§ Your assignment: In the records below, find the line with "use crate::errors::Result;" and the line with "f.write_str(self.as_str())". Print both exactly, along with every line between them, and no other line.

Records contained in a dataset
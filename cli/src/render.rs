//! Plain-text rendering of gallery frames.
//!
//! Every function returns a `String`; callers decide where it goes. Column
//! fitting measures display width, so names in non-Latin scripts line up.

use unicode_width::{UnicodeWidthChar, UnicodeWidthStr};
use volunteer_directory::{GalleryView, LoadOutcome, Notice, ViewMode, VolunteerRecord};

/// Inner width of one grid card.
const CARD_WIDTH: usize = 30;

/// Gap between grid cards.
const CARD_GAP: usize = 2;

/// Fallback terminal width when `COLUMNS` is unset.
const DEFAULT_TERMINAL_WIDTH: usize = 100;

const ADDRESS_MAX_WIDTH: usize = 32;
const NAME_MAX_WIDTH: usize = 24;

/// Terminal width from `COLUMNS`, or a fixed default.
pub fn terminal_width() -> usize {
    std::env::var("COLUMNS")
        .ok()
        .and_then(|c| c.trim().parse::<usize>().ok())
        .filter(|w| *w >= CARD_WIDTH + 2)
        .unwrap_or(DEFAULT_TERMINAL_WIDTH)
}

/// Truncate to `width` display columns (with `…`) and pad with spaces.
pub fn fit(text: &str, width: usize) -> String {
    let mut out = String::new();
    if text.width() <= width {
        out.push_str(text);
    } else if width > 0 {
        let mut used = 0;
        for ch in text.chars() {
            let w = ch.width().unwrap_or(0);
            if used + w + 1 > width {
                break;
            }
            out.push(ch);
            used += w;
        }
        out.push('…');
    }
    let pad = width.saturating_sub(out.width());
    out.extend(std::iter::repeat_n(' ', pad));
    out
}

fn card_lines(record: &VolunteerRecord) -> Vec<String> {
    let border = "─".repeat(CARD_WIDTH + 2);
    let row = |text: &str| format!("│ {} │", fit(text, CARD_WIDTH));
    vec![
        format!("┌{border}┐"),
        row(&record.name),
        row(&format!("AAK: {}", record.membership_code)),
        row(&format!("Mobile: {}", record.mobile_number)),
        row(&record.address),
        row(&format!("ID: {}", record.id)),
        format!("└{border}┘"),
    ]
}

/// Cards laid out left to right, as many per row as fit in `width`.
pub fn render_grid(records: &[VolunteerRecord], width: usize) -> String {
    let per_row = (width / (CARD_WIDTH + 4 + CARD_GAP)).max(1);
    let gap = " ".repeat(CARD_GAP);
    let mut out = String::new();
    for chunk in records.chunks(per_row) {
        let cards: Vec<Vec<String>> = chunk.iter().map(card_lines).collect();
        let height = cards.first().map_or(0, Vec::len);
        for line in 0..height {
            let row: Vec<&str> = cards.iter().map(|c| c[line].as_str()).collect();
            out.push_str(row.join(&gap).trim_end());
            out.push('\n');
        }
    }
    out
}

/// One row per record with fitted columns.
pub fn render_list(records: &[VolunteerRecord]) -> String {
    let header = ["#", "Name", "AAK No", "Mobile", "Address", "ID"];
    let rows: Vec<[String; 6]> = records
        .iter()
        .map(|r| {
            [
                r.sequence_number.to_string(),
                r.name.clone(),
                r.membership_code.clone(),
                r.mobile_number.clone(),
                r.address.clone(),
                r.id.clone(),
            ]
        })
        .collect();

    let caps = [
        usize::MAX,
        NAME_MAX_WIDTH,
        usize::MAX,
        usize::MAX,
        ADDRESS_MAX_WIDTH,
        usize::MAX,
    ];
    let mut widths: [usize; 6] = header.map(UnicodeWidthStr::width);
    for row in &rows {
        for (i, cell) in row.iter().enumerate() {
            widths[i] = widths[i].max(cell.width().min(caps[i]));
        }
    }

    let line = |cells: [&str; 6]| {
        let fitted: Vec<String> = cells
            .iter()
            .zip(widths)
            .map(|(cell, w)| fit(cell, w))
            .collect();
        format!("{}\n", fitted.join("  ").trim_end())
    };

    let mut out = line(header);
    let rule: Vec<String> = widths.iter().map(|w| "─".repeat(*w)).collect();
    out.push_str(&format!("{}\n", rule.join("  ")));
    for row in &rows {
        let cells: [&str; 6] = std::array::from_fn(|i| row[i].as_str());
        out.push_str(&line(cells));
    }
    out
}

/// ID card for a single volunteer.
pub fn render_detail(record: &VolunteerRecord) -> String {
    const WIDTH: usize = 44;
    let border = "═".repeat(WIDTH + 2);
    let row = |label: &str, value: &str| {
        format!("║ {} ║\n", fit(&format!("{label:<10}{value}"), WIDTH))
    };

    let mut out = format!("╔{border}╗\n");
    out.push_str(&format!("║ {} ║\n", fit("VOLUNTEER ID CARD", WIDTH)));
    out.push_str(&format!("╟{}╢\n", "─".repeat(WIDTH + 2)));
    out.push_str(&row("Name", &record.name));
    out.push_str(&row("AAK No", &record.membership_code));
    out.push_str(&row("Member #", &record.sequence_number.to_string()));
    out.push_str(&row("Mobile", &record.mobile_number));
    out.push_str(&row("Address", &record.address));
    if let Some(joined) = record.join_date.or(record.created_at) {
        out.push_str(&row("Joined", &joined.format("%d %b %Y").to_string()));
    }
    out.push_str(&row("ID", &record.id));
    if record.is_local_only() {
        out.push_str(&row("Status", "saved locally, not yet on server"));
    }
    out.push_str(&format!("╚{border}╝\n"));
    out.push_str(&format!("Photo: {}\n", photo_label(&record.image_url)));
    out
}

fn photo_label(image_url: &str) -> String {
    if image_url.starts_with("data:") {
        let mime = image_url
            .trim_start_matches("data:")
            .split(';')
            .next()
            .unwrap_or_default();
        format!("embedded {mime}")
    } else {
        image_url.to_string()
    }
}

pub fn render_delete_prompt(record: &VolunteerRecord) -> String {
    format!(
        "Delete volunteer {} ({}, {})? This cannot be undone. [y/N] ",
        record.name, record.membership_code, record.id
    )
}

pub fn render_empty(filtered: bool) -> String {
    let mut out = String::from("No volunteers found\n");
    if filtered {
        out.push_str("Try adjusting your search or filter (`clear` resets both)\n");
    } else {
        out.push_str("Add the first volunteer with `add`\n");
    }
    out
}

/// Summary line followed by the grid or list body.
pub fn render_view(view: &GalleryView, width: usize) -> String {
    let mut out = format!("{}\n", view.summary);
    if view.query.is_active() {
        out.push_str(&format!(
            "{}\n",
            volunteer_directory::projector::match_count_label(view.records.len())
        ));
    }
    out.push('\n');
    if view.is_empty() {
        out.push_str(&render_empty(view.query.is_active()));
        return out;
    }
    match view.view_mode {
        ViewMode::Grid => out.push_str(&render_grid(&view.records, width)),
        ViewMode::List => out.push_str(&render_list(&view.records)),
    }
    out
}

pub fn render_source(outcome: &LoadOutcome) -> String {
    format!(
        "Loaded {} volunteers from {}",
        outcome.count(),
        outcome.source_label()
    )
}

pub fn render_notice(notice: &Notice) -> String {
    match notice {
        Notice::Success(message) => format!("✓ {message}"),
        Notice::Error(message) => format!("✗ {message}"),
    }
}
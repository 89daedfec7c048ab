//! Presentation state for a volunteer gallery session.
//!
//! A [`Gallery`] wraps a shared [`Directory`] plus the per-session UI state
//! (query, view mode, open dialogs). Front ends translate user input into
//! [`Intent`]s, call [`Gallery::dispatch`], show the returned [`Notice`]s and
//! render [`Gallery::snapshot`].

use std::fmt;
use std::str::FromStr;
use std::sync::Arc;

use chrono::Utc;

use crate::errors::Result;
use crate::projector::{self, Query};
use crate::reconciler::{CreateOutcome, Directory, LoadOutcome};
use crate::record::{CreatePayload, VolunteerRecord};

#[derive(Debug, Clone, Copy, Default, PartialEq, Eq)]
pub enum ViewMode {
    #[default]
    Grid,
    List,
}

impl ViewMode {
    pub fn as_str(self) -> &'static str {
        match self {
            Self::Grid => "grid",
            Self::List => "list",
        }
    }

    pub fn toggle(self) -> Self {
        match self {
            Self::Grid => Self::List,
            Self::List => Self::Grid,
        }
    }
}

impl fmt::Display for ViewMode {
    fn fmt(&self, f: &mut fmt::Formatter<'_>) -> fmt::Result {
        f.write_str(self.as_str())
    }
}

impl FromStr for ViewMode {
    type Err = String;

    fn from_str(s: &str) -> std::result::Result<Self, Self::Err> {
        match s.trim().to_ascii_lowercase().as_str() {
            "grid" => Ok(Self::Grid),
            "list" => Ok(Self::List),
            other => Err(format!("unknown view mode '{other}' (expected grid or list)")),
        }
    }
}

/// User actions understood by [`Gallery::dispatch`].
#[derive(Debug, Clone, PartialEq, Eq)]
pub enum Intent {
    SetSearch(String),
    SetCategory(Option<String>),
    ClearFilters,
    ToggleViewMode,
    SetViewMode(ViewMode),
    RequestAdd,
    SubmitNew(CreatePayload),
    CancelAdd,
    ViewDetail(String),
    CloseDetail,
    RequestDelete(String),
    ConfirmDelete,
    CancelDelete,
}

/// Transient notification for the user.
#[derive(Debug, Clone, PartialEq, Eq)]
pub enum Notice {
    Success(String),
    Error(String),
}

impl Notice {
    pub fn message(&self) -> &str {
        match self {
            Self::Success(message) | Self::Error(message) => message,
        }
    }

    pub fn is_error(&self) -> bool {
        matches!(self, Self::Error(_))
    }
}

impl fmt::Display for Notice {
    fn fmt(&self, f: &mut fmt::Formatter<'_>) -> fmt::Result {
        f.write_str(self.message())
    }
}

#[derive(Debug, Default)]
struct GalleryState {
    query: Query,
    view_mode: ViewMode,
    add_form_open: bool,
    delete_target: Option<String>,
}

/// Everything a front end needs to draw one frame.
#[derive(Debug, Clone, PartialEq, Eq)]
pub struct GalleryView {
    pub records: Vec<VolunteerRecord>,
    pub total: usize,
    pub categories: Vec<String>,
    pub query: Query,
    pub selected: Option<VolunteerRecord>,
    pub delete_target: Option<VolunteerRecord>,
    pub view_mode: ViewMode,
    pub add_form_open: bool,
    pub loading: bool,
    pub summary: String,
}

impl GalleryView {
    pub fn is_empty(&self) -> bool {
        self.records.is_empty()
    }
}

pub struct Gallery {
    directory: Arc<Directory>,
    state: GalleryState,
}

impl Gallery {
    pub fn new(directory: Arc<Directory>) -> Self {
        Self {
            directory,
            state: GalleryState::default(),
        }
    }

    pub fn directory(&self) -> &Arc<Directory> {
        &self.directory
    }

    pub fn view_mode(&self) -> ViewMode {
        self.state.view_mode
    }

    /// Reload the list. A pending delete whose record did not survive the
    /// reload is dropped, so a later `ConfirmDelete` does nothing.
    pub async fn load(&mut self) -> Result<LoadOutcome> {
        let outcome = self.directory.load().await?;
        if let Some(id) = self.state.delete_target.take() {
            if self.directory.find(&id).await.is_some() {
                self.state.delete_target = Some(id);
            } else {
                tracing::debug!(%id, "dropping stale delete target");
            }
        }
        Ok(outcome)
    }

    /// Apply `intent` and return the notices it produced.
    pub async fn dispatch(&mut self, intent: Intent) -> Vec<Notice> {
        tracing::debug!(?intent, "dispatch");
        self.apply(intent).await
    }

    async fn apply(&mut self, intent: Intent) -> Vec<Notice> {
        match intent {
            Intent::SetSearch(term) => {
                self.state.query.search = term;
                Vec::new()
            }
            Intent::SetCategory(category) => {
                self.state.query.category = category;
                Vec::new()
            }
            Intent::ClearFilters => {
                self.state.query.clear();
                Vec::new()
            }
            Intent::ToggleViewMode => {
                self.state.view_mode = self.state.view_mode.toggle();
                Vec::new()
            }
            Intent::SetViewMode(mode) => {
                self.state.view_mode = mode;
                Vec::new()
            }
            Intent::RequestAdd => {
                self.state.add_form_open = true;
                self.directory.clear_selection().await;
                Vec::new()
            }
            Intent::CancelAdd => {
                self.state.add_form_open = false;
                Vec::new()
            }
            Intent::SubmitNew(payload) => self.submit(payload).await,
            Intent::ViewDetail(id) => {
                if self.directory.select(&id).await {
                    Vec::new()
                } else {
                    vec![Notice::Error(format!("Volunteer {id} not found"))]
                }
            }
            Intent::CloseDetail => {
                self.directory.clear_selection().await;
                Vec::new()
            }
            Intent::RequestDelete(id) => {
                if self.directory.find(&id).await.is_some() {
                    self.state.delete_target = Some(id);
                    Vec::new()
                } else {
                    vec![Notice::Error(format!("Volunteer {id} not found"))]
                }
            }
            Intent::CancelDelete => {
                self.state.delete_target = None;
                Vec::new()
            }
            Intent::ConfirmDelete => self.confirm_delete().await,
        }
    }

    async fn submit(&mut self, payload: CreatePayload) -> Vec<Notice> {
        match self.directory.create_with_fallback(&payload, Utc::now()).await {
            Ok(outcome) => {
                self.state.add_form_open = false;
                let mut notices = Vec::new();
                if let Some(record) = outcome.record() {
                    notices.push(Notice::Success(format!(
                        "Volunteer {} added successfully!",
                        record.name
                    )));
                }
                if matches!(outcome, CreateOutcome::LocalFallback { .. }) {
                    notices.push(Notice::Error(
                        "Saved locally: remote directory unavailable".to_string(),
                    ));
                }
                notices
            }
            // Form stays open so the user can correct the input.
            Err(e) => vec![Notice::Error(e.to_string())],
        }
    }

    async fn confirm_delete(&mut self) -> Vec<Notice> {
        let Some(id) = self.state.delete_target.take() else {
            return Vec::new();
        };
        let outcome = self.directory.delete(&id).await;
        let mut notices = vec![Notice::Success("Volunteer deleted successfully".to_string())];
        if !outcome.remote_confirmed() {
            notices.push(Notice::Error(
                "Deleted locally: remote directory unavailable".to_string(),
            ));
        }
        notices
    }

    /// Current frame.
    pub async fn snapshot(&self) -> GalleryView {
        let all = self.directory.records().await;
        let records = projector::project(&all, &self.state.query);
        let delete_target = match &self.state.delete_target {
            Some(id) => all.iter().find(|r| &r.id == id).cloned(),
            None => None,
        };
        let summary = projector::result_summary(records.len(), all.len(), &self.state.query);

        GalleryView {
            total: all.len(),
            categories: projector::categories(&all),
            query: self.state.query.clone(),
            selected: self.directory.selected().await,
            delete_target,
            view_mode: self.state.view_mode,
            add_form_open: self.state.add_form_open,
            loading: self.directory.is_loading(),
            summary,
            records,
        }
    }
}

§ Finished task:
use crate::errors::Result;
use crate::projector::{self, Query};
use crate::reconciler::{CreateOutcome, Directory, LoadOutcome};
use crate::record::{CreatePayload, VolunteerRecord};

#[derive(Debug, Clone, Copy, Default, PartialEq, Eq)]
pub enum ViewMode {
    #[default]
    Grid,
    List,
}

impl ViewMode {
    pub fn as_str(self) -> &'static str {
        match self {
            Self::Grid => "grid",
            Self::List => "list",
        }
    }

    pub fn toggle(self) -> Self {
        match self {
            Self::Grid => Self::List,
            Self::List => Self::Grid,
        }
    }
}

impl fmt::Display for ViewMode {
    fn fmt(&self, f: &mut fmt::Formatter<'_>) -> fmt::Result {
        f.write_str(self.as_str())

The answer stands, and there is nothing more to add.